══ Stored data ══
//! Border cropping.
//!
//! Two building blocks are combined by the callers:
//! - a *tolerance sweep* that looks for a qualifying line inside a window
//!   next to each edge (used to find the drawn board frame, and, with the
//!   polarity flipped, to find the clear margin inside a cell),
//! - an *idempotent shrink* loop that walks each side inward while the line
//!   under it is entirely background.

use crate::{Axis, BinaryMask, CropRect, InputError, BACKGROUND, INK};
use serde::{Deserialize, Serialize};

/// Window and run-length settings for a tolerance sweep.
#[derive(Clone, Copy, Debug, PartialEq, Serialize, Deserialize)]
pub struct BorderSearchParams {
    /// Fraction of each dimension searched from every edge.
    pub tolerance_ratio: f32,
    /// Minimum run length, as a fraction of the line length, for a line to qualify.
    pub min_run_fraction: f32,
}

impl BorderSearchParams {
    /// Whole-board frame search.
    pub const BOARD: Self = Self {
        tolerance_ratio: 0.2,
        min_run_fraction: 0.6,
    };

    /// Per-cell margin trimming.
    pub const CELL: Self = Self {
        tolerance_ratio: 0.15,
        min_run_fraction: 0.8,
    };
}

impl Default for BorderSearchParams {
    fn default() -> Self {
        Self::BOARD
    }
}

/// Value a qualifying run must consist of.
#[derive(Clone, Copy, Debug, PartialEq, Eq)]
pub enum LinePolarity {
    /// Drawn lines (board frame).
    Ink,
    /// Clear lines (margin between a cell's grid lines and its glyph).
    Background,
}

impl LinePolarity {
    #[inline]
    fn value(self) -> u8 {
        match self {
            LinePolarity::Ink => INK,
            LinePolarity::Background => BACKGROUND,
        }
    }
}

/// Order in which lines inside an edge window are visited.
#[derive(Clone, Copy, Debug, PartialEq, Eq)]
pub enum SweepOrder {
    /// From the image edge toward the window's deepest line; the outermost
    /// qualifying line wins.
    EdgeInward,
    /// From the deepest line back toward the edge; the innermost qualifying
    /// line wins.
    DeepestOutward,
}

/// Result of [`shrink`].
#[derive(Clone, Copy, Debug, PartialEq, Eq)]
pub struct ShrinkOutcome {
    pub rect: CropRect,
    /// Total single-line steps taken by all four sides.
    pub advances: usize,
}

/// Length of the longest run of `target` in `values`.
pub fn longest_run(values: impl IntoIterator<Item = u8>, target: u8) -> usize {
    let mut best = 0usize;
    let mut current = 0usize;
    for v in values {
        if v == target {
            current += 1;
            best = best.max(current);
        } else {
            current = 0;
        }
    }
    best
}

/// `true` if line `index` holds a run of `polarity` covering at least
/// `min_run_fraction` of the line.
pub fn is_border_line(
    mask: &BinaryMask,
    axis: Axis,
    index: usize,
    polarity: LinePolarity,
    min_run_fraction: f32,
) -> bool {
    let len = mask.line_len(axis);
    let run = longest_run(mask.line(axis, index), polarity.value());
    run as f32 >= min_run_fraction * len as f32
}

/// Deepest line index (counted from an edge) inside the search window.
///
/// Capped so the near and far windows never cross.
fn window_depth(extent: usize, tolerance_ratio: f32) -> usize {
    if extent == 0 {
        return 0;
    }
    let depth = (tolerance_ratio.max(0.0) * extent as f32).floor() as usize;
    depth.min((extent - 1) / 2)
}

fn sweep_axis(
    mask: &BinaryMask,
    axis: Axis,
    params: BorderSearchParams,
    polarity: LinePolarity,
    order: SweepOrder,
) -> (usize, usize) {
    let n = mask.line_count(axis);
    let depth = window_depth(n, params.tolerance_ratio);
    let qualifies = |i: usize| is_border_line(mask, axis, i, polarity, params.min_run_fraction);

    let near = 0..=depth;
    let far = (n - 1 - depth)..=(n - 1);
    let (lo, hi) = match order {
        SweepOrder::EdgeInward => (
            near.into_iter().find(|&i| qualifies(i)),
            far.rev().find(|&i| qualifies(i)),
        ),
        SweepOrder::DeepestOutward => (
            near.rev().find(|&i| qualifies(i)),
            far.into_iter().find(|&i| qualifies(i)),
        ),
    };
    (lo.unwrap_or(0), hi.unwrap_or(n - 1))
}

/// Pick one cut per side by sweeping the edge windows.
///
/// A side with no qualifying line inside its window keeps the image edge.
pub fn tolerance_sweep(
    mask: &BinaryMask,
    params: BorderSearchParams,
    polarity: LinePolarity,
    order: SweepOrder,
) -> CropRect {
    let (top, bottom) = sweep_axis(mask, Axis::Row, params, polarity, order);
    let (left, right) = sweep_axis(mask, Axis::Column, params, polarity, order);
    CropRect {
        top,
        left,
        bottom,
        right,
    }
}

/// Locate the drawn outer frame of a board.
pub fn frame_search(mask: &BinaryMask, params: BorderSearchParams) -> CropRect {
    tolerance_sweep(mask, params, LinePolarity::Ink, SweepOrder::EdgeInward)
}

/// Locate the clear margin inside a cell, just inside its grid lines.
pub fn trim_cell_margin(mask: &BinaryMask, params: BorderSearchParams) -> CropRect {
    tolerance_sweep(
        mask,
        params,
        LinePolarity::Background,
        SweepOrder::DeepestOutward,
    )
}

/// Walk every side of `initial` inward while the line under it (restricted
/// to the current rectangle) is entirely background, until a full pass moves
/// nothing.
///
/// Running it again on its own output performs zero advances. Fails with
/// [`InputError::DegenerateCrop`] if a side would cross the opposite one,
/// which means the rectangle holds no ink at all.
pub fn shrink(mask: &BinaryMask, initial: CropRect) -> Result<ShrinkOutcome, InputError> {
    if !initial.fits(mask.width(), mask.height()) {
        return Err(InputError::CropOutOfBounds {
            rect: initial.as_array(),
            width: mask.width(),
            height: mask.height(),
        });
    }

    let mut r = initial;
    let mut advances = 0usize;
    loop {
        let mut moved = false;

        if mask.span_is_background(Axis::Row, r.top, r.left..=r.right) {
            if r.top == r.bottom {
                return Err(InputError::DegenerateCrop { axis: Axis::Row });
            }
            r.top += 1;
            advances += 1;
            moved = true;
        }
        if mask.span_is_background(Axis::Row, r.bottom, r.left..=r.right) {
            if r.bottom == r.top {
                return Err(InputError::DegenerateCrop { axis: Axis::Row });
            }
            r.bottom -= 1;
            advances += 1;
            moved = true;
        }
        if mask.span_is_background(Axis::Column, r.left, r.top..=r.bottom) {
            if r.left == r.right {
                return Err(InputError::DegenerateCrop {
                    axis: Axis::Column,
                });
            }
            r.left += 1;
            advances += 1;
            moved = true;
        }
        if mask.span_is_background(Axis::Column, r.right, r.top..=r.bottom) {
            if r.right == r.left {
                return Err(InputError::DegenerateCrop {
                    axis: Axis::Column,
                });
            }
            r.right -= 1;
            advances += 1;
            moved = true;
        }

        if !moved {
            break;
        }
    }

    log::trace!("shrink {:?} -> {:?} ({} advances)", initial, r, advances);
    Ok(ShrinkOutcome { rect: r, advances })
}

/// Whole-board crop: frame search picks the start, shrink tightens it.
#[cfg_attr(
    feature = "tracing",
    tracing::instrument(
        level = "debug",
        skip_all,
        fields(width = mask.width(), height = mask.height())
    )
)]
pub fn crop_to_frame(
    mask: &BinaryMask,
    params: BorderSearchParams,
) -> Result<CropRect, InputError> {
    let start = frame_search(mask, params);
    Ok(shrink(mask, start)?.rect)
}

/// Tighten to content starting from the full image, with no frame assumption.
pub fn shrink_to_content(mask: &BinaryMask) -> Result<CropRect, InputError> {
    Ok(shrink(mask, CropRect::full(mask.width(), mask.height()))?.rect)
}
═══
══ Stored data ══
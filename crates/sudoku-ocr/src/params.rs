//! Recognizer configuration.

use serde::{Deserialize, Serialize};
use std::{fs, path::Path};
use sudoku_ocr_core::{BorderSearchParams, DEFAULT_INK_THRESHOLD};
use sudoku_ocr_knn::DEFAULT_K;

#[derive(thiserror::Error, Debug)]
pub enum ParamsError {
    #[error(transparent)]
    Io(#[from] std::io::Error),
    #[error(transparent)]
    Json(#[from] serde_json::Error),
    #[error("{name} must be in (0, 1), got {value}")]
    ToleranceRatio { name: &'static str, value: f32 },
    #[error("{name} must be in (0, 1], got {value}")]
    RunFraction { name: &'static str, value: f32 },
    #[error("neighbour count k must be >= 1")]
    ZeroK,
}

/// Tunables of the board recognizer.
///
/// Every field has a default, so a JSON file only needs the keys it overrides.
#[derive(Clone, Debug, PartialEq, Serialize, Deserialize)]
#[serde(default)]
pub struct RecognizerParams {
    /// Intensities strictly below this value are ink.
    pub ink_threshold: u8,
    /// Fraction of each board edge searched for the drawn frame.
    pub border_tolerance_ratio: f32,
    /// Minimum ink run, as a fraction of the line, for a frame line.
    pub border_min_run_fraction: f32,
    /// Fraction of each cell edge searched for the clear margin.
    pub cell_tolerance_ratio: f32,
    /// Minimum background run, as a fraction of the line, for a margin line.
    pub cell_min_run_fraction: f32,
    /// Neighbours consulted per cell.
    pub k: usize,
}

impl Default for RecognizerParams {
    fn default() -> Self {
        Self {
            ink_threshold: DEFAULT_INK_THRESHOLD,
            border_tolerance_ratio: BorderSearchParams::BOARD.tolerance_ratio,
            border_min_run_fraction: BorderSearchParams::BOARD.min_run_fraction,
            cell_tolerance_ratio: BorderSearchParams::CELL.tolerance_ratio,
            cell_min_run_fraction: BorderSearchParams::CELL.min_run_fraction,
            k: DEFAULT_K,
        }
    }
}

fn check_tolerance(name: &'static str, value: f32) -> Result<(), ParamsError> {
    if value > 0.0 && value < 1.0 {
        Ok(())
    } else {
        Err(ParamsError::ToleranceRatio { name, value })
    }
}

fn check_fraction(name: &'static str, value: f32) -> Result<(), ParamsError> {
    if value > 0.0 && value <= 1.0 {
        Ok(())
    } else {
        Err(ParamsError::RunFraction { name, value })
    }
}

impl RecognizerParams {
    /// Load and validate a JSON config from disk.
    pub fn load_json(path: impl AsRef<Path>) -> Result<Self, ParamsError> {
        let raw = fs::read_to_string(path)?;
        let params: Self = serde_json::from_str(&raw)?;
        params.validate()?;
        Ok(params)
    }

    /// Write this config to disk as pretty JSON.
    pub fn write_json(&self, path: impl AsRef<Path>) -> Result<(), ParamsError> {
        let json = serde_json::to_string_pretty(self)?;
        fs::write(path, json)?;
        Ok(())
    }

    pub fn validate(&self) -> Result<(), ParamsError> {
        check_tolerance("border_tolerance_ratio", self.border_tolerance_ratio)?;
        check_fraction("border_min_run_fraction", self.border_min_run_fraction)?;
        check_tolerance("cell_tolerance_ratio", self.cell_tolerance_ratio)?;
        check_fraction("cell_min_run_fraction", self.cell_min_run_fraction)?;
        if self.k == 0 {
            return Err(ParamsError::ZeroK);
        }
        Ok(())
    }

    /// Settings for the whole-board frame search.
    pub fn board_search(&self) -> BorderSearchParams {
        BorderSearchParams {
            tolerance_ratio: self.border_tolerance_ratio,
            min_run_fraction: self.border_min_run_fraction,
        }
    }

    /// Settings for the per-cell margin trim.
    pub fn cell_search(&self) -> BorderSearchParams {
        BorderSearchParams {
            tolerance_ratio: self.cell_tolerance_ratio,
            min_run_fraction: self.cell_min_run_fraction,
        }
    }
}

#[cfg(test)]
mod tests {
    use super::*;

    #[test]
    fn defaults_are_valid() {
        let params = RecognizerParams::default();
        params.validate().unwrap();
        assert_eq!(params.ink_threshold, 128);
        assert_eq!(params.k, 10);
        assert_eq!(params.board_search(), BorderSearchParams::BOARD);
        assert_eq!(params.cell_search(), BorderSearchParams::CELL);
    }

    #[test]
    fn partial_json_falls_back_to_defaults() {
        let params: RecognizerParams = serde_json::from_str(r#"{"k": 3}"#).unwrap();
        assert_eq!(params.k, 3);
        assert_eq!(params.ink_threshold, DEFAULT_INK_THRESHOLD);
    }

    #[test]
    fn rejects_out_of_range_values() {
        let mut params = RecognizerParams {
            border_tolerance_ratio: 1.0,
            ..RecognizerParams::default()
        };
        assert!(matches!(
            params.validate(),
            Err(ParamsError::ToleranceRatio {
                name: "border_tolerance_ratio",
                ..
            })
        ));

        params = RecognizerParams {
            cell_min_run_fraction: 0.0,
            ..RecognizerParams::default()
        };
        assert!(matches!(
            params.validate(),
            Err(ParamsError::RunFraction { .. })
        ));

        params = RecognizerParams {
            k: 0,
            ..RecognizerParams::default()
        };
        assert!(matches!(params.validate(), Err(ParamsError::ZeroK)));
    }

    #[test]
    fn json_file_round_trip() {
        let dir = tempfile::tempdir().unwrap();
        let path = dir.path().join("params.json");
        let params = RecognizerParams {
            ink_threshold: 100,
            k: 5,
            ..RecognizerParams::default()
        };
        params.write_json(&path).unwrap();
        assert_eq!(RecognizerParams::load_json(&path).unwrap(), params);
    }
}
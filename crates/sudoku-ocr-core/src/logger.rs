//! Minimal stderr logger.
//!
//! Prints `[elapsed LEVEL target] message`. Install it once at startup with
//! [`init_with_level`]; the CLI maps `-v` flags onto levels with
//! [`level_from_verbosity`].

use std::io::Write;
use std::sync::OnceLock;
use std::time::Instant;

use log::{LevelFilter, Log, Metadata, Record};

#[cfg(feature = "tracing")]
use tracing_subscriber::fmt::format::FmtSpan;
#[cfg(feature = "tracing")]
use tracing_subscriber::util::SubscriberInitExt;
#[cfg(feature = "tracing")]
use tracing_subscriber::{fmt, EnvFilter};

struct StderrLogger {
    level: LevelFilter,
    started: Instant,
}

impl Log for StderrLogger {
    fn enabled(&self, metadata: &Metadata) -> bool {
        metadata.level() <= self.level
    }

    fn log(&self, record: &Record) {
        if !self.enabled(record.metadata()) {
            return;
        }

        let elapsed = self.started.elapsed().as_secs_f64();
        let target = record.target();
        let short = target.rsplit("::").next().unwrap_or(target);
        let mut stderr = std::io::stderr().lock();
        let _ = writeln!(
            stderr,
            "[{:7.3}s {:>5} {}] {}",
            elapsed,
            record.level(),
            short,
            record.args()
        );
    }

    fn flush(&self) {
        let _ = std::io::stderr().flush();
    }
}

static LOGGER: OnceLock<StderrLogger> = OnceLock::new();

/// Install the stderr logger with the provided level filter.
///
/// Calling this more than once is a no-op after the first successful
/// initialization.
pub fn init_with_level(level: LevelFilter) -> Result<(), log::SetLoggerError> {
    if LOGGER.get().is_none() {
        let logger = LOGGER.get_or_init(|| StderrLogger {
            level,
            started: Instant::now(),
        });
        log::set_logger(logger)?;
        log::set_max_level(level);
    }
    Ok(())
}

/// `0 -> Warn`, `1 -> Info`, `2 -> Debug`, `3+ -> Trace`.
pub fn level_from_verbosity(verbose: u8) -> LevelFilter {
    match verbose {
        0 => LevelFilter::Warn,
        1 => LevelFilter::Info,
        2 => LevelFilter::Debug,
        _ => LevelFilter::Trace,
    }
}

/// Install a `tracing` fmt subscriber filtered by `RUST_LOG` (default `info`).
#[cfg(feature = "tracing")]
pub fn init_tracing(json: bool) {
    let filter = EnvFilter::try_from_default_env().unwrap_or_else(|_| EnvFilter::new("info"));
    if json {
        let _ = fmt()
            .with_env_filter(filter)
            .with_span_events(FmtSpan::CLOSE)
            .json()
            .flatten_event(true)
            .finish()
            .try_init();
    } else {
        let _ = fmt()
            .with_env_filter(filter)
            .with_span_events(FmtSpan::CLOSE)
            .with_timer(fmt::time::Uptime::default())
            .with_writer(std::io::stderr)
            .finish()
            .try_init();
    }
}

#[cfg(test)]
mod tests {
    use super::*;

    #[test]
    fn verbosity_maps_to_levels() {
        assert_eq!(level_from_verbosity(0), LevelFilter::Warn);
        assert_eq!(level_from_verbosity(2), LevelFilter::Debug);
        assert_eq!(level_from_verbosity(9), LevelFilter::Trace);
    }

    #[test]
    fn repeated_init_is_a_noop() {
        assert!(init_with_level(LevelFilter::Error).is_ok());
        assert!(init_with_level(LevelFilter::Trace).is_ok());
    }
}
═══
● What to produce: Copy all lines above where "time" is present.

● Result of this task:
use std::time::Instant;
            .with_timer(fmt::time::Uptime::default())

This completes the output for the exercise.